What’s perhaps the most encouraging thing for Alvarez is progress relative to his old bugaboo, the longball. In his days as a Blue Jay, Alvarez coughed up home runs as if he were auditioning for All Star workout day. To date, he’s given up zero home runs over 38 innings pitched. While this is certainly progress, it’s also something that’s not likely to continue. So there’s that.
Take the few minutes to watch his highlights versus the Pittsburgh Pirates recently, and it’s hard to not to raise a curious eyebrow. He strikes out five over six innings pitched, which is surely saying something for a pitcher with an 11% K rate — but he hits 95, 96, even 98 with his fastball.
But before your undergarments begin to bunch, take a peek at his batted ball distribution. He’s currently giving up 31% line drives. That’s high. In fact, if you lump Alvarez in with all other starters with at least 30 innings pitched, it’s tops in the league, and it’s not even close. You look at his .282 BABIP and you think, “well golly, that’s not far from his career .288.” But you plug in his hit trajectory into the trusty expected BABIP and it ought to sit somewhere about .100 points higher. If batters continue to square up balls at this rate, they’re going to start to go places where people aren’t standing. Couple that with the likelihood that a few balls leave the yard and I think I’m just going to stay away.
Another no-strikeout type, who most definitely isn’t going to hit 98 on any radar unless he’s driving, is Joe Saunders (although don’t you get the feeling Joe Saunders drives something like a Ford Tempo? Maybe a Subaru Justy?).
Over the last month, Saunders has made six starts and he’s won four. In that time, he’s posted a 4.11 ERA and even a somewhat respectable 16% strikeout rate. Since the beginning of June, Saunders has seven wins, a 3.68 ERA, and a 15.1% K rate. That’s not so terrible.

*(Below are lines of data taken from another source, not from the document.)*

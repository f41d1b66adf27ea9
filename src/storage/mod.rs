//! Module for the persistence of processed readings

use std::sync::Arc;

use parking_lot::Mutex;

use crate::{domain::Reading, error::RepositoryError};

/// Create-only store for readings. Must accept concurrent `create` calls from several workers.
pub trait ReadingRepository: Send + Sync {
    fn create(&self, reading: Reading) -> Result<(), RepositoryError>;
}

impl<T: ReadingRepository + ?Sized> ReadingRepository for &T {
    fn create(&self, reading: Reading) -> Result<(), RepositoryError> {
        (**self).create(reading)
    }
}

impl<T: ReadingRepository + ?Sized> ReadingRepository for Arc<T> {
    fn create(&self, reading: Reading) -> Result<(), RepositoryError> {
        (**self).create(reading)
    }
}

/// Keeps every created reading in memory, in creation order.
#[derive(Debug, Default)]
pub struct InMemoryRepository {
    readings: Mutex<Vec<Reading>>,
}

impl InMemoryRepository {
    pub fn new() -> Self {
        Self::default()
    }

    pub fn len(&self) -> usize {
        self.readings.lock().len()
    }

    pub fn is_empty(&self) -> bool {
        self.readings.lock().is_empty()
    }

    pub fn readings(&self) -> Vec<Reading> {
        self.readings.lock().clone()
    }
}

impl ReadingRepository for InMemoryRepository {
    fn create(&self, reading: Reading) -> Result<(), RepositoryError> {
        self.readings.lock().push(reading);
        Ok(())
    }
}
mod config;
mod domain;
mod engine;
mod error;
mod input;
mod output;
mod storage;
mod telemetry;

use tracing::info;

pub use config::{
    DEFAULT_BATCH_SIZE, DEFAULT_RECORD_COST, DEFAULT_SOURCE_PATH, DEFAULT_WORKERS_PER_QUEUE,
    RunConfig,
};
pub use domain::{Batch, Job, JobId, JobState, QueueId, RawRow, Reading};
pub use engine::batching::split_into_batches;
pub use engine::cost::{FixedDelay, NoCost, ProcessingCost};
pub use engine::dispatch::Dispatcher;
pub use engine::logic::JobHandler;
pub use engine::orchestration::{WorkerBinding, WorkerPool};
pub use engine::queue::{Claimer, JobQueue, QueueReceivers, QueueSender, in_memory};
pub use engine::routing::{AutoBalancedPolicy, Classifier, Policy, TieredPolicy};
pub use error::{Error, QueueError, RepositoryError};
pub use input::load_rows;
pub use output::{CsvReadingWriter, DispatchReport, ProcessingResult, ReadingRecord, RunSummary};
pub use storage::{InMemoryRepository, ReadingRepository};
pub use telemetry::setup_logging;

/// Reads the source file, dispatches its rows as batched jobs and processes them, returning once every queue is drained.
///
/// This is the main entry point of the crate. Rows are split into batches of `config.batch_size`, each batch becomes a
/// job routed by `config.policy`, and `config.workers_per_queue` workers per queue persist the readings to
/// `repository`.
///
/// # Error handling
///
/// A missing or empty source, an invalid configuration and a failed enqueue abort the run with an error.
/// Rows that cannot be turned into a reading, or that the repository refuses, do not: each of them is reported to
/// `on_error` and processing continues with the next row.
///
/// # Example
///
/// ```no_run
/// use queue_balance_rs::{Error, InMemoryRepository, RunConfig, run};
///
/// let repository = InMemoryRepository::new();
/// let summary = run(&RunConfig::default(), &repository, |e: Error| eprintln!("skipped: {e}")).unwrap();
/// println!("{}", summary.report);
/// ```
pub fn run<R: ReadingRepository>(
    config: &RunConfig,
    repository: R,
    on_error: impl FnMut(Error) + Send,
) -> Result<RunSummary, Error> {
    config.validate()?;

    let rows = load_rows(&config.source_path)?;
    info!(
        total_records = rows.len(),
        batch_size = config.batch_size,
        policy = %config.policy,
        source = %config.source_path.display(),
        "starting run"
    );
    let batches = split_into_batches(rows, config.batch_size)?;

    let policy = &config.policy;
    let queues = policy.queues();
    let pool = WorkerPool::per_queue(&queues, config.workers_per_queue)?;
    let handler = JobHandler::new(repository, FixedDelay::new(config.record_cost));

    let mut results = Vec::new();
    let report = pool.run(
        in_memory(&queues),
        &handler,
        on_error,
        |result| results.push(result),
        |sender| Dispatcher::new(sender, policy, config.batch_size).dispatch(batches),
    )??;

    results.sort_by_key(|r: &ProcessingResult| r.job);
    let summary = RunSummary { report, results };
    info!(
        jobs = summary.results.len(),
        attempted = summary.attempted(),
        persisted = summary.persisted(),
        "all jobs processed"
    );
    Ok(summary)
}
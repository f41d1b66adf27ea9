//! Module defining the errors which are exposed to the users of the crate

use std::path::PathBuf;

use crate::domain::QueueId;

#[derive(Debug, thiserror::Error)]
pub enum Error {
    #[error("I/O error: {0}")]
    Io(#[from] std::io::Error),

    /// Invalid CSV
    #[error("CSV error: {0}")]
    Csv(#[from] csv::Error),

    #[error("source file not found: {}", .path.display())]
    SourceNotFound { path: PathBuf },

    /// The source exists but holds no usable data rows
    #[error("no data found in source file: {}", .path.display())]
    EmptyDataset { path: PathBuf },

    #[error("invalid argument: {0}")]
    InvalidArgument(String),

    /// Enqueueing a job failed. Aborts the run; `dispatched` jobs were already handed to the queues.
    #[error("failed to enqueue job on queue {queue} after {dispatched} successful dispatches: {source}")]
    Enqueue {
        queue: QueueId,
        dispatched: usize,
        #[source]
        source: QueueError,
    },

    /// A row that could not be turned into a reading, e.g., an unparseable date
    #[error("validation error — line: {line}: {message}")]
    Validation { line: u64, message: String },

    /// A valid reading the repository refused to store
    #[error("repository error — line: {line}: {source}")]
    Repository {
        line: u64,
        #[source]
        source: RepositoryError,
    },
}

impl Error {
    /// Record-level errors are recoverable: they are reported and the batch goes on.
    pub fn is_record_level(&self) -> bool {
        matches!(self, Error::Validation { .. } | Error::Repository { .. })
    }
}

/// Errors surfaced by a queue when a job cannot be accepted.
#[derive(Debug, Clone, PartialEq, Eq, thiserror::Error)]
pub enum QueueError {
    #[error("queue {0} is unavailable")]
    Unavailable(QueueId),

    #[error("queue {0} is closed")]
    Closed(QueueId),
}

/// Errors surfaced by a reading repository.
#[derive(Debug, thiserror::Error)]
pub enum RepositoryError {
    #[error("reading rejected: {0}")]
    Rejected(String),

    #[error("repository unavailable: {0}")]
    Unavailable(String),
}

pub(crate) fn validation_error(line: u64, message: impl Into<String>) -> Error {
    Error::Validation {
        line,
        message: message.into(),
    }
}

pub(crate) fn repository_error(line: u64, source: RepositoryError) -> Error {
    Error::Repository { line, source }
}

pub(crate) fn invalid_argument(message: impl Into<String>) -> Error {
    Error::InvalidArgument(message.into())
}
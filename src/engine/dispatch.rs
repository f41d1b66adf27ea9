//! Module turning batches into jobs and handing them to their queues.

use std::collections::BTreeMap;

use tracing::{debug, info};

use crate::{
    Error,
    domain::{Batch, Job, JobId, JobState},
    engine::{queue::JobQueue, routing::Classifier},
    output::DispatchReport,
};

/// Builds one job per batch, routes it with the classifier and enqueues it.
///
/// Enqueueing is fire-and-forget: the dispatcher never waits for a job to be processed.
pub struct Dispatcher<'a, Q: ?Sized, C: ?Sized> {
    queue: &'a Q,
    classifier: &'a C,
    batch_size: usize,
}

impl<'a, Q, C> Dispatcher<'a, Q, C>
where
    Q: JobQueue + ?Sized,
    C: Classifier + ?Sized,
{
    pub fn new(queue: &'a Q, classifier: &'a C, batch_size: usize) -> Self {
        Self {
            queue,
            classifier,
            batch_size,
        }
    }

    /// Dispatches the batches in order.
    ///
    /// The first failed enqueue aborts the run; no report is produced in that case.
    pub fn dispatch(&self, batches: impl IntoIterator<Item = Batch>) -> Result<DispatchReport, Error> {
        let mut total_records = 0;
        let mut jobs_dispatched = 0;
        let mut per_queue = BTreeMap::new();

        for (index, batch) in batches.into_iter().enumerate() {
            let records = batch.len();
            let queue = self.classifier.classify(records);
            let job = Job::new(JobId::new(index as u64), batch, queue);
            let id = job.id();

            self.queue.enqueue(job).map_err(|source| Error::Enqueue {
                queue,
                dispatched: jobs_dispatched,
                source,
            })?;

            debug!(job = %id, %queue, records, state = %JobState::Enqueued, "job dispatched");
            total_records += records;
            jobs_dispatched += 1;
            *per_queue.entry(queue).or_insert(0) += 1;
        }

        let report = DispatchReport {
            total_records,
            batch_size: self.batch_size,
            jobs_dispatched,
            per_queue,
        };
        info!(
            total_records = report.total_records,
            batch_size = report.batch_size,
            jobs_dispatched = report.jobs_dispatched,
            "jobs dispatched"
        );
        Ok(report)
    }
}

The thing to pay attention to with Saunders would be matchups and home/away. There’s a reason they call him “Safeco Joe” this year, and that’s because his splits are rather telling:
Saunders gets the Milwaukee Brewers at Seattle this coming weekend, and while the Brewers rank 16th overall on the season in team wOBA, their win percentage is just a hair better than the Miami Marlins so the prospects for a win ain’t bad if Saunders can limit the damage (all apologies to J.P. Breen). If you’re fishing for a spot start, you could do worse. It’s probably a short-term investment, however, as he draws Texas at home and Oakland on the road for his next two starts, barring some unforeseen scheduling misadventure.